#### Work task:
For every record here, output an exact copy.

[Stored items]
_ _ _ _
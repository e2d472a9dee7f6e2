//! Backtest runner — wires together validation, the replay engine, and
//! metric aggregation.

use std::collections::BTreeMap;

use serde::{Deserialize, Serialize};
use thiserror::Error;

use boxbreak_core::config::{ConfigError, ParameterSet};
use boxbreak_core::domain::{Bar, BarSeries, EquitySample, InputError, TradeRecord};
use boxbreak_core::engine;
use boxbreak_core::filters::FilterDecision;

use crate::metrics::BacktestSummary;

/// Errors from the runner.
#[derive(Debug, Error)]
pub enum RunError {
    #[error("config error: {0}")]
    Config(#[from] ConfigError),
    #[error("input error: {0}")]
    Input(#[from] InputError),
}

/// Complete result of a single backtest run: summary statistics plus the
/// full ordered trade list, equity curve, and filter diagnostics.
#[derive(Debug, Clone, Serialize, Deserialize)]
pub struct BacktestResult {
    /// Content hash of the parameter set.
    pub run_id: String,
    pub params: ParameterSet,
    pub summary: BacktestSummary,
    pub trades: Vec<TradeRecord>,
    pub equity_curve: Vec<EquitySample>,
    pub bar_count: usize,
    /// Raw breakout candidates seen, before filtering.
    pub candidate_signals: usize,
    /// Veto count per enabled filter name.
    pub rejections: BTreeMap<String, u64>,
    /// Per-filter verdicts for every candidate, in evaluation order.
    pub decisions: Vec<FilterDecision>,
}

/// Validate the parameters and replay the series once.
pub fn run_backtest(
    params: &ParameterSet,
    series: &BarSeries,
) -> Result<BacktestResult, RunError> {
    params.validate()?;
    let report = engine::run(series, params);
    let summary =
        BacktestSummary::compute(&report.trades, &report.equity_curve, params.initial_balance);
    Ok(BacktestResult {
        run_id: params.run_id(),
        params: params.clone(),
        summary,
        trades: report.trades,
        equity_curve: report.equity_curve,
        bar_count: report.bar_count,
        candidate_signals: report.candidate_signals,
        rejections: report.rejections,
        decisions: report.decisions,
    })
}

/// Convenience entry point for callers holding a raw bar vector: the
/// series is validated first, then replayed.
pub fn run_backtest_on_bars(
    params: &ParameterSet,
    bars: Vec<Bar>,
) -> Result<BacktestResult, RunError> {
    let series = BarSeries::new(bars)?;
    run_backtest(params, &series)
}
//! Configuration Module
//!
//! Handles loading and managing bot configuration from environment variables.

use std::env;
use std::num::NonZeroUsize;
use std::str::FromStr;
use std::time::Duration;

/// Bot configuration parameters.
///
/// All values can be configured via environment variables with sensible defaults.
#[derive(Debug, Clone, PartialEq, Eq)]
pub struct Config {
    /// HTTP server port
    pub server_port: u16,
    /// Number of workers draining the update queue
    pub worker_count: usize,
    /// Queue bound; None keeps the queue unbounded
    pub queue_capacity: Option<NonZeroUsize>,
    /// Entries per user in the inline-query cache
    pub inline_cache_capacity: usize,
    /// Lifetime of an inline-query cache entry in seconds
    pub inline_cache_ttl: u64,
    /// Entries in the profile photo cache
    pub photo_cache_capacity: usize,
    /// Seconds between expiry sweeps; 0 disables the sweep
    pub sweep_interval: u64,
}

impl Config {
    /// Creates a new Config by loading values from environment variables.
    ///
    /// # Environment Variables
    /// - `PORT` - HTTP server port (default: 5000)
    /// - `WORKER_COUNT` - Update workers (default: 5)
    /// - `QUEUE_CAPACITY` - Queue bound, 0 or unset for unbounded
    /// - `INLINE_CACHE_CAPACITY` - Per-user inline cache size (default: 100)
    /// - `INLINE_CACHE_TTL` - Inline cache TTL in seconds (default: 10)
    /// - `PHOTO_CACHE_CAPACITY` - Profile photo cache size (default: 100)
    /// - `SWEEP_INTERVAL` - Expiry sweep period in seconds (default: 0, off)
    pub fn from_env() -> Self {
        let defaults = Self::default();

        Self {
            server_port: parse_var("PORT").unwrap_or(defaults.server_port),
            worker_count: parse_var("WORKER_COUNT").unwrap_or(defaults.worker_count),
            queue_capacity: parse_var::<usize>("QUEUE_CAPACITY").and_then(NonZeroUsize::new),
            inline_cache_capacity: parse_var("INLINE_CACHE_CAPACITY")
                .unwrap_or(defaults.inline_cache_capacity),
            inline_cache_ttl: parse_var("INLINE_CACHE_TTL").unwrap_or(defaults.inline_cache_ttl),
            photo_cache_capacity: parse_var("PHOTO_CACHE_CAPACITY")
                .unwrap_or(defaults.photo_cache_capacity),
            sweep_interval: parse_var("SWEEP_INTERVAL").unwrap_or(defaults.sweep_interval),
        }
    }

    pub fn inline_ttl(&self) -> Duration {
        Duration::from_secs(self.inline_cache_ttl)
    }

    /// Sweep period, or None when sweeping is disabled.
    pub fn sweep_period(&self) -> Option<Duration> {
        (self.sweep_interval > 0).then(|| Duration::from_secs(self.sweep_interval))
    }
}

impl Default for Config {
    fn default() -> Self {
        Self {
            server_port: 5000,
            worker_count: 5,
            queue_capacity: None,
            inline_cache_capacity: 100,
            inline_cache_ttl: 10,
            photo_cache_capacity: 100,
            sweep_interval: 0,
        }
    }
}

fn parse_var<T: FromStr>(name: &str) -> Option<T> {
    env::var(name).ok().and_then(|v| v.trim().parse().ok())
}

#[cfg(test)]
mod tests {
    use super::*;

    #[test]
    fn test_config_default() {
        let config = Config::default();
        assert_eq!(config.server_port, 5000);
        assert_eq!(config.worker_count, 5);
        assert_eq!(config.queue_capacity, None);
        assert_eq!(config.inline_cache_capacity, 100);
        assert_eq!(config.inline_ttl(), Duration::from_secs(10));
        assert_eq!(config.photo_cache_capacity, 100);
        assert_eq!(config.sweep_period(), None);
    }

    // Single test touching the environment so parallel tests don't race
    #[test]
    fn test_config_from_env() {
        let vars = [
            "PORT",
            "WORKER_COUNT",
            "QUEUE_CAPACITY",
            "INLINE_CACHE_CAPACITY",
            "INLINE_CACHE_TTL",
            "PHOTO_CACHE_CAPACITY",
            "SWEEP_INTERVAL",
        ];
        for var in vars {
            env::remove_var(var);
        }
        assert_eq!(Config::from_env(), Config::default());

        env::set_var("WORKER_COUNT", "8");
        env::set_var("QUEUE_CAPACITY", "256");
        env::set_var("INLINE_CACHE_TTL", "not-a-number");
        env::set_var("SWEEP_INTERVAL", "30");

        let config = Config::from_env();
        assert_eq!(config.worker_count, 8);
        assert_eq!(config.queue_capacity, NonZeroUsize::new(256));
        assert_eq!(config.inline_cache_ttl, 10);
        assert_eq!(config.sweep_period(), Some(Duration::from_secs(30)));

        env::set_var("QUEUE_CAPACITY", "0");
        assert_eq!(Config::from_env().queue_capacity, None);

        for var in vars {
            env::remove_var(var);
        }
    }
}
_ _ _ _
#### Task response:
repository e2d472a9dee7f6e2
//! Backtest runner — wires together validation, the replay engine, and
//! metric aggregation.

use std::collections::BTreeMap;

use serde::{Deserialize, Serialize};
use thiserror::Error;

use boxbreak_core::config::{ConfigError, ParameterSet};
use boxbreak_core::domain::{Bar, BarSeries, EquitySample, InputError, TradeRecord};
use boxbreak_core::engine;
use boxbreak_core::filters::FilterDecision;

use crate::metrics::BacktestSummary;

/// Errors from the runner.
#[derive(Debug, Error)]
pub enum RunError {
    #[error("config error: {0}")]
    Config(#[from] ConfigError),
    #[error("input error: {0}")]
    Input(#[from] InputError),
}

/// Complete result of a single backtest run: summary statistics plus the
/// full ordered trade list, equity curve, and filter diagnostics.
#[derive(Debug, Clone, Serialize, Deserialize)]
pub struct BacktestResult {
    /// Content hash of the parameter set.
    pub run_id: String,
    pub params: ParameterSet,
    pub summary: BacktestSummary,
    pub trades: Vec<TradeRecord>,
    pub equity_curve: Vec<EquitySample>,
    pub bar_count: usize,
    /// Raw breakout candidates seen, before filtering.
    pub candidate_signals: usize,
    /// Veto count per enabled filter name.
    pub rejections: BTreeMap<String, u64>,
    /// Per-filter verdicts for every candidate, in evaluation order.
    pub decisions: Vec<FilterDecision>,
}

/// Validate the parameters and replay the series once.
pub fn run_backtest(
    params: &ParameterSet,
    series: &BarSeries,
) -> Result<BacktestResult, RunError> {
    params.validate()?;
    let report = engine::run(series, params);
    let summary =
        BacktestSummary::compute(&report.trades, &report.equity_curve, params.initial_balance);
    Ok(BacktestResult {
        run_id: params.run_id(),
        params: params.clone(),
        summary,
        trades: report.trades,
        equity_curve: report.equity_curve,
        bar_count: report.bar_count,
        candidate_signals: report.candidate_signals,
        rejections: report.rejections,
        decisions: report.decisions,
    })
}

/// Convenience entry point for callers holding a raw bar vector: the
/// series is validated first, then replayed.
pub fn run_backtest_on_bars(
    params: &ParameterSet,
    bars: Vec<Bar>,
) -> Result<BacktestResult, RunError> {
    let series = BarSeries::new(bars)?;
    run_backtest(params, &series)
}
//! Configuration Module
//!
//! Handles loading and managing bot configuration from environment variables.

use std::env;
use std::num::NonZeroUsize;
use std::str::FromStr;
use std::time::Duration;

/// Bot configuration parameters.
///
/// All values can be configured via environment variables with sensible defaults.
#[derive(Debug, Clone, PartialEq, Eq)]
pub struct Config {
    /// HTTP server port
    pub server_port: u16,
    /// Number of workers draining the update queue
    pub worker_count: usize,
    /// Queue bound; None keeps the queue unbounded
    pub queue_capacity: Option<NonZeroUsize>,
    /// Entries per user in the inline-query cache
    pub inline_cache_capacity: usize,
    /// Lifetime of an inline-query cache entry in seconds
    pub inline_cache_ttl: u64,
    /// Entries in the profile photo cache
    pub photo_cache_capacity: usize,
    /// Seconds between expiry sweeps; 0 disables the sweep
    pub sweep_interval: u64,
}

impl Config {
    /// Creates a new Config by loading values from environment variables.
    ///
    /// # Environment Variables
    /// - `PORT` - HTTP server port (default: 5000)
    /// - `WORKER_COUNT` - Update workers (default: 5)
    /// - `QUEUE_CAPACITY` - Queue bound, 0 or unset for unbounded
    /// - `INLINE_CACHE_CAPACITY` - Per-user inline cache size (default: 100)
    /// - `INLINE_CACHE_TTL` - Inline cache TTL in seconds (default: 10)
    /// - `PHOTO_CACHE_CAPACITY` - Profile photo cache size (default: 100)
    /// - `SWEEP_INTERVAL` - Expiry sweep period in seconds (default: 0, off)
    pub fn from_env() -> Self {
        let defaults = Self::default();

        Self {
            server_port: parse_var("PORT").unwrap_or(defaults.server_port),
            worker_count: parse_var("WORKER_COUNT").unwrap_or(defaults.worker_count),
            queue_capacity: parse_var::<usize>("QUEUE_CAPACITY").and_then(NonZeroUsize::new),
            inline_cache_capacity: parse_var("INLINE_CACHE_CAPACITY")
                .unwrap_or(defaults.inline_cache_capacity),
            inline_cache_ttl: parse_var("INLINE_CACHE_TTL").unwrap_or(defaults.inline_cache_ttl),
            photo_cache_capacity: parse_var("PHOTO_CACHE_CAPACITY")
                .unwrap_or(defaults.photo_cache_capacity),
            sweep_interval: parse_var("SWEEP_INTERVAL").unwrap_or(defaults.sweep_interval),
        }
    }

    pub fn inline_ttl(&self) -> Duration {
        Duration::from_secs(self.inline_cache_ttl)
    }

    /// Sweep period, or None when sweeping is disabled.
    pub fn sweep_period(&self) -> Option<Duration> {
        (self.sweep_interval > 0).then(|| Duration::from_secs(self.sweep_interval))
    }
}

impl Default for Config {
    fn default() -> Self {
        Self {
            server_port: 5000,
            worker_count: 5,
            queue_capacity: None,
            inline_cache_capacity: 100,
            inline_cache_ttl: 10,
            photo_cache_capacity: 100,
            sweep_interval: 0,
        }
    }
}

fn parse_var<T: FromStr>(name: &str) -> Option<T> {
    env::var(name).ok().and_then(|v| v.trim().parse().ok())
}

#[cfg(test)]
mod tests {
    use super::*;

    #[test]
    fn test_config_default() {
        let config = Config::default();
        assert_eq!(config.server_port, 5000);
        assert_eq!(config.worker_count, 5);
        assert_eq!(config.queue_capacity, None);
        assert_eq!(config.inline_cache_capacity, 100);
        assert_eq!(config.inline_ttl(), Duration::from_secs(10));
        assert_eq!(config.photo_cache_capacity, 100);
        assert_eq!(config.sweep_period(), None);
    }

    // Single test touching the environment so parallel tests don't race
    #[test]
    fn test_config_from_env() {
        let vars = [
            "PORT",
            "WORKER_COUNT",
            "QUEUE_CAPACITY",
            "INLINE_CACHE_CAPACITY",
            "INLINE_CACHE_TTL",
            "PHOTO_CACHE_CAPACITY",
            "SWEEP_INTERVAL",
        ];
        for var in vars {
            env::remove_var(var);
        }
        assert_eq!(Config::from_env(), Config::default());

        env::set_var("WORKER_COUNT", "8");
        env::set_var("QUEUE_CAPACITY", "256");
        env::set_var("INLINE_CACHE_TTL", "not-a-number");
        env::set_var("SWEEP_INTERVAL", "30");

        let config = Config::from_env();
        assert_eq!(config.worker_count, 8);
        assert_eq!(config.queue_capacity, NonZeroUsize::new(256));
        assert_eq!(config.inline_cache_ttl, 10);
        assert_eq!(config.sweep_period(), Some(Duration::from_secs(30)));

        env::set_var("QUEUE_CAPACITY", "0");
        assert_eq!(Config::from_env().queue_capacity, None);

        for var in vars {
            env::remove_var(var);
        }
    }
}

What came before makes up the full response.